**SUPPLIED MATERIAL**

-- Opening Marker --

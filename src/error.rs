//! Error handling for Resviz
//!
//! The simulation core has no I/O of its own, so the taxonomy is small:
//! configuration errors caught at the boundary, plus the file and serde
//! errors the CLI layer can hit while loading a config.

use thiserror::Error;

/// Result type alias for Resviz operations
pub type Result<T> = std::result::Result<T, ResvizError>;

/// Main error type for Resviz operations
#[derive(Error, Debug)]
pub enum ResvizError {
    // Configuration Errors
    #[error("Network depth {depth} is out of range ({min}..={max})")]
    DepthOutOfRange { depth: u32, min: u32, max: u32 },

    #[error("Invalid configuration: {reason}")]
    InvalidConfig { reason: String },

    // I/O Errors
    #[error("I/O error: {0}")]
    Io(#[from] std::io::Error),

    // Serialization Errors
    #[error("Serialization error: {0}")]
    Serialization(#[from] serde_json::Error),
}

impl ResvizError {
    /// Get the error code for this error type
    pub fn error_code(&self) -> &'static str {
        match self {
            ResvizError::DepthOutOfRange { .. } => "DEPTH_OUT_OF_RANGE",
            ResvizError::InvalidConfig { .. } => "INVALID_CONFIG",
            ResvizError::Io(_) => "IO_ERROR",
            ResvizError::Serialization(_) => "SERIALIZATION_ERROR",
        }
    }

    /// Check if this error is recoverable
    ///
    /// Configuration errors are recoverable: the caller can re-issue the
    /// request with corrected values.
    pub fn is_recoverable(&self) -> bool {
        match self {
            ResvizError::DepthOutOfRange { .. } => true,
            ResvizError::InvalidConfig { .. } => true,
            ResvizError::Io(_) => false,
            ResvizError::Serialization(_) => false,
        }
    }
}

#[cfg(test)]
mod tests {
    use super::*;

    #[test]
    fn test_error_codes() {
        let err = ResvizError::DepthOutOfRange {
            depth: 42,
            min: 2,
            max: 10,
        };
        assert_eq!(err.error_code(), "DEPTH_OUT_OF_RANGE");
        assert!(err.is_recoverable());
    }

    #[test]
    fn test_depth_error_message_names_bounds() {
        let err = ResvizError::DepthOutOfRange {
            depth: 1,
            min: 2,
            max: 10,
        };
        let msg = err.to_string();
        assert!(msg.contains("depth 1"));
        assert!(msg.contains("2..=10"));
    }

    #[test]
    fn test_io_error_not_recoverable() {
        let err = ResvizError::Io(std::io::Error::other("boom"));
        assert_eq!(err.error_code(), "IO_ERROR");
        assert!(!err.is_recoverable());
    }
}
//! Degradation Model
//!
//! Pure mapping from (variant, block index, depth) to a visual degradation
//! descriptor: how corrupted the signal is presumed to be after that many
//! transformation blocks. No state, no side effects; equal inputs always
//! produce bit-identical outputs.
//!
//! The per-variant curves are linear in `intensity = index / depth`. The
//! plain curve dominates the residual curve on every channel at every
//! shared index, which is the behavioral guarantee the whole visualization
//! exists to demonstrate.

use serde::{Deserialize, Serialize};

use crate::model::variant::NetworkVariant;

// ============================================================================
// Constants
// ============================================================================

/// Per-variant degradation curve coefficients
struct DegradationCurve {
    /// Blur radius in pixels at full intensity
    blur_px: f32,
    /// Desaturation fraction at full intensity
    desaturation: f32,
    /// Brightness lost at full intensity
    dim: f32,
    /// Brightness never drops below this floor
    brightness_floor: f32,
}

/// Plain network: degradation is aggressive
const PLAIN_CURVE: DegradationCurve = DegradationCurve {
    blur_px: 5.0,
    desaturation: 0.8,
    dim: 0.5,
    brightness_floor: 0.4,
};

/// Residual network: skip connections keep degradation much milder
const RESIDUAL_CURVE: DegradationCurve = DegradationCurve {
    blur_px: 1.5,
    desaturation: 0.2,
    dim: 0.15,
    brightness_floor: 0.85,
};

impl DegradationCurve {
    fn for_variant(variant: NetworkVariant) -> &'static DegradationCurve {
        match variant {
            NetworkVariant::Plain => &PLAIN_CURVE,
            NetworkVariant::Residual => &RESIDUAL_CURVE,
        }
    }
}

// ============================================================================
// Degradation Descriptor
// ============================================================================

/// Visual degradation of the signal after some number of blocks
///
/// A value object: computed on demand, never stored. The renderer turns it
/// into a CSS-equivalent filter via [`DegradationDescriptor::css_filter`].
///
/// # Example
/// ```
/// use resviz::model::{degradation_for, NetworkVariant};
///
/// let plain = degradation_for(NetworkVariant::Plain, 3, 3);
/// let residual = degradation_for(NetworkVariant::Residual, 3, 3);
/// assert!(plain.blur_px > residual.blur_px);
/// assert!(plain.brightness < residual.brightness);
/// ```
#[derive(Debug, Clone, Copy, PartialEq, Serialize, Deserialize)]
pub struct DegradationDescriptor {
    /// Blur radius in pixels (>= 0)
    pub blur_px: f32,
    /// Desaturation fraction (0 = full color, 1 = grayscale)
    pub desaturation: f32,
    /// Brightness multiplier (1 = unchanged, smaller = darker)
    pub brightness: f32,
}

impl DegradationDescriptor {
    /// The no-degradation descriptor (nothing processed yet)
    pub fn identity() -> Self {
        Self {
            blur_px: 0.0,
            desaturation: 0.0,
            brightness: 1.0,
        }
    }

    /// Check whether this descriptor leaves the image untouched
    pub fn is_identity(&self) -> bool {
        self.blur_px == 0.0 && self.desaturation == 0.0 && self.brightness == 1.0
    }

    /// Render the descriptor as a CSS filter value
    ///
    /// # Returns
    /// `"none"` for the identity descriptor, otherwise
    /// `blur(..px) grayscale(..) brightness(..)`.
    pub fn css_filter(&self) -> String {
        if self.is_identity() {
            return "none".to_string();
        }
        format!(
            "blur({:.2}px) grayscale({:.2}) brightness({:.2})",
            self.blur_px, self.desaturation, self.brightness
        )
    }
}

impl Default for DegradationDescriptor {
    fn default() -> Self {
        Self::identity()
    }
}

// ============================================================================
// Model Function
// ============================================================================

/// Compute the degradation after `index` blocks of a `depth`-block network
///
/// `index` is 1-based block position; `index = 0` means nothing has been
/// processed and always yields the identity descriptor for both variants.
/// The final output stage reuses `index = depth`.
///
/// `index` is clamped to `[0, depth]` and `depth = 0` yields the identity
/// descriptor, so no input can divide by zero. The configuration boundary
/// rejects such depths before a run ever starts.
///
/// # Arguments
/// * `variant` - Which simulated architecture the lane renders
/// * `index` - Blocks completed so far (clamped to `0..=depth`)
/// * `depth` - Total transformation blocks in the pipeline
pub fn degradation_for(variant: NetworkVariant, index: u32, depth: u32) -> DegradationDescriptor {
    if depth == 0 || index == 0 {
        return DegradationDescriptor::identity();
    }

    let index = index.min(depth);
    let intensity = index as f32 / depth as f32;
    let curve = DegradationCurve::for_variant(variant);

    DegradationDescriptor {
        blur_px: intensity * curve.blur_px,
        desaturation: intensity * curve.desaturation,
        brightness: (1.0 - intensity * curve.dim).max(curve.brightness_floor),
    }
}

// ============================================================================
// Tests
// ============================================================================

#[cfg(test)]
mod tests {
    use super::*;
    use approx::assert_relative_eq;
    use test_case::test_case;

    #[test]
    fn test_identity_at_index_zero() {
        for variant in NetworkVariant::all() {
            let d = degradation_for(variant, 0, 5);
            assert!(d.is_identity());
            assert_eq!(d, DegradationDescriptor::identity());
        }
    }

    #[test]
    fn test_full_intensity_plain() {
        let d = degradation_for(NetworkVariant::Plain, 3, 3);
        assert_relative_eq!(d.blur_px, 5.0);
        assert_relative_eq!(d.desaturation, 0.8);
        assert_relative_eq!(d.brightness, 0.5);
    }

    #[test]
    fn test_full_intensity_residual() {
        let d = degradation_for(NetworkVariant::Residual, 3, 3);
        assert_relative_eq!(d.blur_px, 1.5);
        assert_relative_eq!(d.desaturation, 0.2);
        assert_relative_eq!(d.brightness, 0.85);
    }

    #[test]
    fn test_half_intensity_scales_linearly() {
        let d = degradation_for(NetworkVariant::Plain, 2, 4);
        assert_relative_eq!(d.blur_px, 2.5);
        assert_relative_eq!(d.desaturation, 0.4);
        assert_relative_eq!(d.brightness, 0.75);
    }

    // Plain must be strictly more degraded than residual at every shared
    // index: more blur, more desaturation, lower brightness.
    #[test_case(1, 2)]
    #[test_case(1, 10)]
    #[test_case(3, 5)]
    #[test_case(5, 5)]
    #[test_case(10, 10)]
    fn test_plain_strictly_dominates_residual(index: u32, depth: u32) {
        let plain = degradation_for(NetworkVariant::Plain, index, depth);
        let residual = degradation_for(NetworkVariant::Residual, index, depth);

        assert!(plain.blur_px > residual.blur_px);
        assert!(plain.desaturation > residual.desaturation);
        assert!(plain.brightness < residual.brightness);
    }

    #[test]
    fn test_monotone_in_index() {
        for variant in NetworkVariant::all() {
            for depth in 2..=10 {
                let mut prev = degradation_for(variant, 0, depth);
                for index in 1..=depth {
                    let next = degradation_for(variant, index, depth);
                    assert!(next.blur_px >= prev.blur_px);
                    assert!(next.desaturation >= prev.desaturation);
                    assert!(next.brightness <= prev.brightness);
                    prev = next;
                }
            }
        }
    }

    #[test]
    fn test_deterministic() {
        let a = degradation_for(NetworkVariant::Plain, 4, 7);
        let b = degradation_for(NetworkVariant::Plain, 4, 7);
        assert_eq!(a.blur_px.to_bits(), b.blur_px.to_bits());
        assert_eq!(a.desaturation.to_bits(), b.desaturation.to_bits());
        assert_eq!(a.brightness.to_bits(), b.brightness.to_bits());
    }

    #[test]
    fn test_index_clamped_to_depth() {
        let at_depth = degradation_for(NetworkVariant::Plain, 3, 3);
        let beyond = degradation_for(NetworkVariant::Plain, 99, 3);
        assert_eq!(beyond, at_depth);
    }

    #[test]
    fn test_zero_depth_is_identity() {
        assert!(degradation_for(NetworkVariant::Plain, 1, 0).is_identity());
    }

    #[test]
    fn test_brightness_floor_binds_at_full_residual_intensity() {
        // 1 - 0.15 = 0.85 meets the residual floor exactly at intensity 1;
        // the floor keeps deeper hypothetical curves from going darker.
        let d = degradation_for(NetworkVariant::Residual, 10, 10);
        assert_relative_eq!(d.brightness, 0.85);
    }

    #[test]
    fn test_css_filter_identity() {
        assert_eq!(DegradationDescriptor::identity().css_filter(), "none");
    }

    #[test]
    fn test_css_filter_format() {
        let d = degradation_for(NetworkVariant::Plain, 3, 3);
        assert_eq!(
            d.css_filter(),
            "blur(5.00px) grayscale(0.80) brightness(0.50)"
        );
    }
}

-- Closing Marker --
-- Opening Marker --

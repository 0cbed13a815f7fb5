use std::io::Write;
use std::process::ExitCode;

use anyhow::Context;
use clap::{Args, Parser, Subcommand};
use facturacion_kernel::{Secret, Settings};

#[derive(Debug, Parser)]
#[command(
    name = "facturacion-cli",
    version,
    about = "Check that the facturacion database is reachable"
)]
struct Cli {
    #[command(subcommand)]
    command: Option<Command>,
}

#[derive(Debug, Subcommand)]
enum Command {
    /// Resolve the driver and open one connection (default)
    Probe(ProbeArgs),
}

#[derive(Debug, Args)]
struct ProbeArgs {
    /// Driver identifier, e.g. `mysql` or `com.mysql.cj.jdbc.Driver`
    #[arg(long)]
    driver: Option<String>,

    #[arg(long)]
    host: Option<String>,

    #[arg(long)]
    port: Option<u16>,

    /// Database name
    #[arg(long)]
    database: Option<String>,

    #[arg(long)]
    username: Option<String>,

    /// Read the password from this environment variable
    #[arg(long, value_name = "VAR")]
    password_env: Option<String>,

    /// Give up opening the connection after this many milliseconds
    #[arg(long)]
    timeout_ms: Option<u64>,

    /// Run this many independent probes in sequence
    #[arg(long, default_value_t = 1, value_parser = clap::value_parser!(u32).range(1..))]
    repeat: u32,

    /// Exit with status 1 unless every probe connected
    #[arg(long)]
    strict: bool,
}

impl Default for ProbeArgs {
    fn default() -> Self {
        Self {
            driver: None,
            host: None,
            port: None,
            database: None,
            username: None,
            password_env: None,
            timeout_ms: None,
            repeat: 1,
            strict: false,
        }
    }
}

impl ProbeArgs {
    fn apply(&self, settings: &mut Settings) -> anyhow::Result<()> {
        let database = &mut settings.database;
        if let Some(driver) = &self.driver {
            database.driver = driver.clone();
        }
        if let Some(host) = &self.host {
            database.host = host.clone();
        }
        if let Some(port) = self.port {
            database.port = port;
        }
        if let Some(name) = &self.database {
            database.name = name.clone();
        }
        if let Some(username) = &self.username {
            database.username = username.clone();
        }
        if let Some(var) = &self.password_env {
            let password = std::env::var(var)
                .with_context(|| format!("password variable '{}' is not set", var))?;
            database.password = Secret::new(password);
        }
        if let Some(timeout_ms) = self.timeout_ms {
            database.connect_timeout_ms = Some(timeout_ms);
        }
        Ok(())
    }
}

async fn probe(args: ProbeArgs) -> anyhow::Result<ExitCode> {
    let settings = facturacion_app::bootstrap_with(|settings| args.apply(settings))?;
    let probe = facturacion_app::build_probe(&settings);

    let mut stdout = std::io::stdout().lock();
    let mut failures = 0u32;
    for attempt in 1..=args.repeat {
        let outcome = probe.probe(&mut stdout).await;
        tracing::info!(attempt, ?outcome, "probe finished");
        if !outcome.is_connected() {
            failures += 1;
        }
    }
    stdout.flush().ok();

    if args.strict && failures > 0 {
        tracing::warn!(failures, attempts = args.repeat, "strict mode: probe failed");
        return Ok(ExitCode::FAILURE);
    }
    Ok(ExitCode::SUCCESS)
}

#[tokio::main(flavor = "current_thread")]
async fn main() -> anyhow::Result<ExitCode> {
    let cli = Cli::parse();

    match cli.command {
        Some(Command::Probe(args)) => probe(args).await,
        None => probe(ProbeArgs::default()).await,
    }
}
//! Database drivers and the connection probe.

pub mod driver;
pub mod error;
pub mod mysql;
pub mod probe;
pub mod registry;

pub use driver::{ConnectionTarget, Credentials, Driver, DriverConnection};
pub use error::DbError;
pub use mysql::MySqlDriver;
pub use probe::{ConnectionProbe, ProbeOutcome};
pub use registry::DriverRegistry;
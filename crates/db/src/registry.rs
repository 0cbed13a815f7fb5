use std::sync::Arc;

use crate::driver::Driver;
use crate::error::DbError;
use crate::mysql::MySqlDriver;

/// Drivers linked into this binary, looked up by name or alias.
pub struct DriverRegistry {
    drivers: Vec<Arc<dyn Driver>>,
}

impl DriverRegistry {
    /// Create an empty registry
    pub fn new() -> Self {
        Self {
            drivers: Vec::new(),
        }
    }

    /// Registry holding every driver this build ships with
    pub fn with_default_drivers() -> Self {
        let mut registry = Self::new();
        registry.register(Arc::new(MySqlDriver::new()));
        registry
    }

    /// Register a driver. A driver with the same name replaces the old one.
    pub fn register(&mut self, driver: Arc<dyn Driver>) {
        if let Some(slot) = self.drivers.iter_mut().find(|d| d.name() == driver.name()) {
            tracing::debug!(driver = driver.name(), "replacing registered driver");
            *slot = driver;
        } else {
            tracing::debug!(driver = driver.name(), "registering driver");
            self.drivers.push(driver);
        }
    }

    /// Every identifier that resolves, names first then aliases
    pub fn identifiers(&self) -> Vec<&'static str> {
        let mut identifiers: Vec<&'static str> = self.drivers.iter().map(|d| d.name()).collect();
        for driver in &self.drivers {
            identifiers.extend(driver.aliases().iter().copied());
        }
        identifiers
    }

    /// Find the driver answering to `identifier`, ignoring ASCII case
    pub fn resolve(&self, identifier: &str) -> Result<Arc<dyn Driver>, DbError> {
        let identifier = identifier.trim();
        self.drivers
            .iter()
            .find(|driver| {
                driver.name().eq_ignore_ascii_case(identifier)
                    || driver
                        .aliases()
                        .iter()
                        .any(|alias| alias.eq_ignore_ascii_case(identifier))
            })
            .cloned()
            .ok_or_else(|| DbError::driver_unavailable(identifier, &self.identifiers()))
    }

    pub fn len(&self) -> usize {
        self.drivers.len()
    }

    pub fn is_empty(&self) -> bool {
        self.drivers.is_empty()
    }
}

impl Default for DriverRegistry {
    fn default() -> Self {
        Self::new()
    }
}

-- Closing Marker --

**YOUR INSTRUCTIONS**
Could you filter the material above and copy each line that holds the word "stdout"?

**EXERCISE ANSWER**
    let mut stdout = std::io::stdout().lock();
        let outcome = probe.probe(&mut stdout).await;
    stdout.flush().ok();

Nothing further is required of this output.